Fragmentation: …the condition that life is disconnected or disjointed. Home life, work life, recreation time, tv time, time with pets etc. are all separate experiences and lack a center of unity.
Decentering of the subject: …is the condition in modern life that the subject (the human agent), who was considered to be the center of all reason, has lost his/her agency, and has to share the capability to act upon things with objects (of desire), or is often acted upon by objects. An obvious example is the influence of objects such as television or the automobile on human beings.
Some of the conditions of postmodern culture:
Paradoxical juxtaposition of opposites: …is the condition that many so-called ’proper’ ensembles are no longer exercised. This is a condition that is especially recognized in architecture, where architectural elements from different systems considered to be incompatible are combined, but is also found in everyday clothing and liftstyles, for example, in the combined use of punk hairdos with high-fashion clothing.
Tolerance for difference and multiplicity: There is a tacit understanding among peoples of the world who realize the futility of seeking a consensus among all different perspectives, values, and worldviews, and instead accept an openness toward a multicultural existence.

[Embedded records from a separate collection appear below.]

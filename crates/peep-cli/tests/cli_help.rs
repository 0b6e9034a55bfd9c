use assert_cmd::cargo::cargo_bin_cmd;
use predicates::prelude::*;

#[test]
fn test_help_shows_all_commands() {
    cargo_bin_cmd!("peep")
        .arg("--help")
        .assert()
        .success()
        .stdout(predicate::str::contains("login"))
        .stdout(predicate::str::contains("logout"))
        .stdout(predicate::str::contains("profile"))
        .stdout(predicate::str::contains("config"));
}

#[test]
fn test_profile_help_shows_auth_code() {
    cargo_bin_cmd!("peep")
        .args(["profile", "--help"])
        .assert()
        .success()
        .stdout(predicate::str::contains("auth-code"));
}

#[test]
fn test_config_help_shows_subcommands() {
    cargo_bin_cmd!("peep")
        .args(["config", "--help"])
        .assert()
        .success()
        .stdout(predicate::str::contains("path"))
        .stdout(predicate::str::contains("init"));
}

#[test]
fn test_version_flag() {
    cargo_bin_cmd!("peep")
        .arg("--version")
        .assert()
        .success()
        .stdout(predicate::str::contains("0.1"));
}
//! CLI entry and dispatch.

use anyhow::{Context, Result};
use clap::Parser;
use peep_core::{config, interrupt, logging};

mod commands;

#[derive(Parser)]
#[command(name = "peep")]
#[command(version = "0.1")]
#[command(about = "Sign in with Google and view your profile birthday and gender")]
struct Cli {
    #[command(subcommand)]
    command: Option<Commands>,
}

#[derive(clap::Subcommand)]
enum Commands {
    /// Sign in with Google (browser flow) and cache the account identity
    Login,

    /// Sign out: revoke nothing persisted, clear the cached account
    Logout,

    /// Fetch and print the profile record once
    Profile {
        /// Exchange this server auth code instead of running the browser flow
        #[arg(long, value_name = "CODE")]
        auth_code: Option<String>,
    },

    /// Manage configuration
    Config {
        #[command(subcommand)]
        command: ConfigCommands,
    },
}

#[derive(clap::Subcommand)]
enum ConfigCommands {
    /// Show the path to the config file
    Path,
    /// Initialize a default config file (if not present)
    Init,
}

pub fn run() -> Result<()> {
    let cli = Cli::parse();

    interrupt::init();

    // one tokio runtime for everything
    let rt = tokio::runtime::Runtime::new().context("create tokio runtime")?;

    rt.block_on(async move { dispatch(cli).await })
}

async fn dispatch(cli: Cli) -> Result<()> {
    let config = config::Config::load().context("load config")?;

    // default to the interactive screen
    let Some(command) = cli.command else {
        // The screen owns the terminal; diagnostics go to a log file.
        let _log_guard = logging::init_file_logging(&config::paths::logs_dir())?;
        tracing::info!("starting interactive screen");
        return commands::screen::run(config);
    };

    logging::init_stderr_logging();

    match command {
        Commands::Login => commands::auth::login(&config).await,
        Commands::Logout => commands::auth::logout(&config).await,
        Commands::Profile {
            auth_code,
        } => commands::profile::run(&config, auth_code.as_deref()).await,
        Commands::Config {
            command,
        } => match command {
            ConfigCommands::Path => {
                commands::config::path();
                Ok(())
            }
            ConfigCommands::Init => commands::config::init(),
        },
    }
}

”Together these conditions represent a blurring of distinctions that were fundamental to the constitution of modernity; the distinctions between reality and fantasy, mind and body, subject and object, material and symbolic, production and consumption, order and chaos. Through these distinctions, modernity attempted to construct a normative order for the realization of the modern project.”
”In the postmodern sensibility, these bipolar or oppositional dichotomies that determine what is proper and improper, what is a privileged norm or unworthy, are diffused, offering instead multiplicity and complexity. Under these conditions, to expect a single meaning or interpretation to be derived from one’s communication is neither possible nor fruitful.”
What was communicated was the result of the communicator’s decision, whereas the audience merely was exposed to the message and expected to decode it.
The emphasis is on communication management, predictability and control.
In the modern context communication is not considered an active.
Communication is merely a carrier of messages between producers and consumers
Now the assumption is that in whatever the author wrote, there are unspoken or hidden agendas, historical baggage, and political imperatives that the author may or may not be aware of. Therefore, from each reader’s point of view, era, and culture there can and should be different, critical readings, which effectively reconstitute what is written.
From a marketing communication perspective, one of the most important implications of postmodernity is the loss of control, consistency, and predictability that the modern perspective took for granted.
Contemporary marketers need to realize that they no longer are the masters of meaning, that their products and messages are creations with a life of their own, and that their intended receivers are not passive targets but creative partners in the production of experiences and identities.